* [RECORDS SUPPLIED]
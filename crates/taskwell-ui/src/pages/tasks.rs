use std::rc::Rc;

use gloo::console::log;
use gloo::events::EventListener;
use gloo::timers::future::TimeoutFuture;
use taskwell_core::draft::TaskDraft;
use taskwell_core::feed::{
  FeedAction,
  FetchTicket,
  TaskFeed
};
use taskwell_core::protocol::{
  ApiOutcome,
  FormParams,
  TaskPage,
  TaskRemoveArgs
};
use taskwell_core::task::{
  Task,
  TaskStatus
};
use web_sys::{
  Event,
  HtmlInputElement,
  HtmlSelectElement,
  InputEvent
};
use yew::{
  Callback,
  Html,
  Properties,
  Reducible,
  TargetCast,
  function_component,
  html,
  use_effect_with,
  use_reducer,
  use_state
};

use crate::api;
use crate::components::{
  ConfirmDialog,
  TaskList,
  TaskModal,
  ToastRequest
};
use crate::session;

const SESSION_REDIRECT_DELAY_MS: u32 =
  1_200;

fn ui_debug(
  event: &str,
  detail: &str
) {
  tracing::debug!(
    event, detail, "ui-debug"
  );
  log!(format!(
    "[ui-debug] {event}: {detail}"
  ));
}

#[derive(Clone, PartialEq)]
struct FeedState {
  feed: TaskFeed
}

impl Reducible for FeedState {
  type Action = FeedAction;

  fn reduce(
    self: Rc<Self>,
    action: Self::Action
  ) -> Rc<Self> {
    let mut feed = self.feed.clone();
    feed.apply(action);
    Rc::new(Self {
      feed
    })
  }
}

fn near_page_bottom() -> bool {
  let Some(window) =
    web_sys::window()
  else {
    return false;
  };
  let Some(root) = window
    .document()
    .and_then(|document| {
      document.document_element()
    })
  else {
    return false;
  };

  let inner_height = window
    .inner_height()
    .ok()
    .and_then(|value| value.as_f64())
    .unwrap_or(0.0);
  let scroll_top =
    f64::from(root.scroll_top());
  let scroll_height =
    f64::from(root.scroll_height());

  inner_height + scroll_top + 1.0
    >= scroll_height
}

#[derive(Properties, PartialEq)]
pub struct TasksPageProps {
  pub token:         String,
  pub notify:
    Callback<ToastRequest>,
  pub on_logged_out: Callback<()>
}

#[function_component(TasksPage)]
pub fn tasks_page(
  props: &TasksPageProps
) -> Html {
  let feed = use_reducer(|| {
    FeedState {
      feed: TaskFeed::new()
    }
  });
  let modal =
    use_state(|| None::<TaskDraft>);
  let modal_busy =
    use_state(|| false);
  let pending_delete =
    use_state(|| None::<Task>);

  let on_session_expired = {
    let notify = props.notify.clone();
    let on_logged_out =
      props.on_logged_out.clone();
    Callback::from(move |()| {
      session::clear_token();
      notify.emit(
        ToastRequest::error(
          "Session expired! Please \
           log in."
        )
      );
      let on_logged_out =
        on_logged_out.clone();
      wasm_bindgen_futures::spawn_local(
        async move {
          TimeoutFuture::new(
            SESSION_REDIRECT_DELAY_MS
          )
          .await;
          on_logged_out.emit(());
        }
      );
    })
  };

  {
    use_effect_with((), move |_| {
      if let Some(document) =
        web_sys::window().and_then(
          |window| window.document()
        )
      {
        document.set_title(
          "Taskwell - My Tasks"
        );
      }
      || ()
    });
  }

  {
    let feed = feed.clone();
    use_effect_with((), move |_| {
      ui_debug(
        "feed.mount",
        "issuing initial fetch"
      );
      feed.dispatch(
        FeedAction::Restart
      );
      || ()
    });
  }

  {
    let feed = feed.clone();
    let token = props.token.clone();
    let on_session_expired =
      on_session_expired.clone();
    use_effect_with(
      feed.feed.in_flight().cloned(),
      move |ticket: &Option<
        FetchTicket
      >| {
        if let Some(ticket) =
          ticket.clone()
        {
          let feed = feed.clone();
          let token = token.clone();
          let on_session_expired =
            on_session_expired
              .clone();
          wasm_bindgen_futures::spawn_local(async move {
                        ui_debug(
                            "feed.fetch",
                            &format!("page={} reset={}", ticket.page, ticket.reset),
                        );
                        let outcome = api::call::<TaskPage>(
                            "task/task-list",
                            &ticket.list_args().form_params(),
                            Some(&token),
                        )
                        .await;

                        match outcome {
                            ApiOutcome::Ok(page) => {
                                feed.dispatch(FeedAction::Finished {
                                    ticket,
                                    result: Ok(page),
                                });
                            }
                            ApiOutcome::SessionExpired => {
                                feed.dispatch(FeedAction::Finished {
                                    ticket,
                                    result: Err("Session expired! Please log in.".to_string()),
                                });
                                on_session_expired.emit(());
                            }
                            ApiOutcome::ValidationError(message)
                            | ApiOutcome::Other(message) => {
                                feed.dispatch(FeedAction::Finished {
                                    ticket,
                                    result: Err(message),
                                });
                            }
                        }
                    });
        }
        || ()
      }
    );
  }

  {
    let feed = feed.clone();
    use_effect_with((), move |_| {
      let listener = web_sys::window()
        .map(|window| {
          EventListener::new(
            &window,
            "scroll",
            move |_| {
              if near_page_bottom() {
                feed.dispatch(
                  FeedAction::ScrolledToBottom
                );
              }
            }
          )
        });
      move || drop(listener)
    });
  }

  let on_search_input = {
    let feed = feed.clone();
    Callback::from(
      move |event: InputEvent| {
        let input: HtmlInputElement =
          event.target_unchecked_into();
        feed.dispatch(
          FeedAction::SearchChanged(
            input.value()
          )
        );
      }
    )
  };

  let on_filter_change = {
    let feed = feed.clone();
    Callback::from(
      move |event: Event| {
        let select: HtmlSelectElement =
          event.target_unchecked_into();
        let filter = select
          .value()
          .parse::<i64>()
          .ok()
          .and_then(
            TaskStatus::from_code
          );
        feed.dispatch(
          FeedAction::FilterChanged(
            filter
          )
        );
      }
    )
  };

  let on_new_task = {
    let modal = modal.clone();
    Callback::from(move |_| {
      ui_debug(
        "modal.open",
        "blank draft"
      );
      modal
        .set(Some(TaskDraft::blank()));
    })
  };

  let on_edit = {
    let modal = modal.clone();
    Callback::from(
      move |task: Task| {
        ui_debug(
          "modal.open",
          &format!(
            "editing task {}",
            task.task_id
          )
        );
        modal.set(Some(
          TaskDraft::for_task(&task)
        ));
      }
    )
  };

  let on_modal_change = {
    let modal = modal.clone();
    Callback::from(
      move |draft: TaskDraft| {
        modal.set(Some(draft));
      }
    )
  };

  let on_modal_close = {
    let modal = modal.clone();
    Callback::from(move |()| {
      modal.set(None);
    })
  };

  let on_modal_submit = {
    let modal = modal.clone();
    let modal_busy =
      modal_busy.clone();
    let feed = feed.clone();
    let token = props.token.clone();
    let notify = props.notify.clone();
    let on_session_expired =
      on_session_expired.clone();
    Callback::from(move |()| {
      if *modal_busy {
        ui_debug(
          "modal.submit.skip",
          "ignored duplicate while \
           busy"
        );
        return;
      }
      let Some(draft) =
        (*modal).clone()
      else {
        return;
      };
      modal_busy.set(true);

      let args = draft.to_upsert();
      let modal = modal.clone();
      let modal_busy =
        modal_busy.clone();
      let feed = feed.clone();
      let token = token.clone();
      let notify = notify.clone();
      let on_session_expired =
        on_session_expired.clone();

      wasm_bindgen_futures::spawn_local(async move {
                let outcome = api::call::<serde_json::Value>(
                    "task/add-or-edit-task",
                    &args.form_params(),
                    Some(&token),
                )
                .await;

                match outcome {
                    ApiOutcome::Ok(_) => {
                        ui_debug("modal.submit.ok", "save complete, restarting feed");
                        modal.set(None);
                        feed.dispatch(FeedAction::Restart);
                    }
                    ApiOutcome::SessionExpired => {
                        on_session_expired.emit(());
                    }
                    ApiOutcome::ValidationError(message) | ApiOutcome::Other(message) => {
                        tracing::warn!(%message, "task save failed");
                        notify.emit(ToastRequest::error(message));
                    }
                }
                modal_busy.set(false);
            });
    })
  };

  let on_delete_request = {
    let pending_delete =
      pending_delete.clone();
    Callback::from(
      move |task: Task| {
        pending_delete
          .set(Some(task));
      }
    )
  };

  let on_delete_cancel = {
    let pending_delete =
      pending_delete.clone();
    Callback::from(move |()| {
      pending_delete.set(None);
    })
  };

  let on_delete_confirm = {
    let pending_delete =
      pending_delete.clone();
    let feed = feed.clone();
    let token = props.token.clone();
    let notify = props.notify.clone();
    let on_session_expired =
      on_session_expired.clone();
    Callback::from(move |()| {
      let Some(task) =
        (*pending_delete).clone()
      else {
        return;
      };
      pending_delete.set(None);

      let args = TaskRemoveArgs {
        task_id: task.task_id
      };
      let feed = feed.clone();
      let token = token.clone();
      let notify = notify.clone();
      let on_session_expired =
        on_session_expired.clone();

      wasm_bindgen_futures::spawn_local(async move {
                let outcome = api::call::<serde_json::Value>(
                    "task/task-remove",
                    &args.form_params(),
                    Some(&token),
                )
                .await;

                match outcome {
                    ApiOutcome::Ok(_) => {
                        feed.dispatch(FeedAction::TaskRemoved(args.task_id));
                    }
                    ApiOutcome::SessionExpired => {
                        on_session_expired.emit(());
                    }
                    ApiOutcome::ValidationError(message) | ApiOutcome::Other(message) => {
                        tracing::error!(%message, task_id = args.task_id, "task remove failed");
                        notify.emit(ToastRequest::error(message));
                    }
                }
            });
    })
  };

  let on_logout = {
    let token = props.token.clone();
    let notify = props.notify.clone();
    let on_logged_out =
      props.on_logged_out.clone();
    Callback::from(move |_| {
      let token = token.clone();
      let notify = notify.clone();
      let on_logged_out =
        on_logged_out.clone();

      wasm_bindgen_futures::spawn_local(async move {
                let outcome = api::call::<serde_json::Value>(
                    "auth/logout",
                    &FormParams::new(),
                    Some(&token),
                )
                .await;

                match outcome {
                    ApiOutcome::Ok(_) | ApiOutcome::SessionExpired => {
                        on_logged_out.emit(());
                    }
                    ApiOutcome::ValidationError(message) | ApiOutcome::Other(message) => {
                        tracing::error!(%message, "logout failed");
                        notify.emit(ToastRequest::error(message));
                    }
                }
            });
    })
  };

  let filter_value = feed
    .feed
    .query()
    .status_filter
    .map(|status| {
      status.code().to_string()
    })
    .unwrap_or_default();

  html! {
      <main class="dashboard">
          <header class="panel dashboard-header">
              <h1>{ "Dashboard" }</h1>
              <div class="header-actions">
                  <button class="primary" onclick={on_new_task}>
                      { "New Task" }
                  </button>
                  <button class="secondary" onclick={on_logout}>
                      { "Logout" }
                  </button>
              </div>
          </header>

          <section class="panel">
              <div class="list-controls">
                  <input
                      type="text"
                      class="search-input"
                      name="search"
                      placeholder="Search"
                      value={feed.feed.query().search.clone()}
                      oninput={on_search_input}
                  />
                  <select class="filter-select" onchange={on_filter_change}>
                      <option value="" selected={filter_value.is_empty()}>
                          { "All" }
                      </option>
                      {
                          for TaskStatus::all().into_iter().map(|status| html! {
                              <option
                                  value={status.code().to_string()}
                                  selected={filter_value == status.code().to_string()}
                              >
                                  { status.label() }
                              </option>
                          })
                      }
                  </select>
              </div>

              <TaskList
                  tasks={feed.feed.tasks().to_vec()}
                  fetching={feed.feed.is_fetching()}
                  error={feed.feed.error().map(str::to_string)}
                  on_edit={on_edit}
                  on_delete={on_delete_request}
              />
          </section>

          {
              if let Some(draft) = (*modal).clone() {
                  html! {
                      <TaskModal
                          draft={draft}
                          busy={*modal_busy}
                          on_change={on_modal_change}
                          on_submit={on_modal_submit}
                          on_close={on_modal_close}
                      />
                  }
              } else {
                  Html::default()
              }
          }

          {
              if (*pending_delete).is_some() {
                  html! {
                      <ConfirmDialog
                          title="Are you absolutely sure?"
                          body="This action cannot be undone. This will permanently delete this task."
                          on_confirm={on_delete_confirm}
                          on_cancel={on_delete_cancel}
                      />
                  }
              } else {
                  Html::default()
              }
          }
      </main>
  }
}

* [WHAT YOU SHOULD DO] Work out how many lines in the material contain the string "failed", then write that number and nothing more.

* [SOLUTION FOR THIS PROBLEM] 3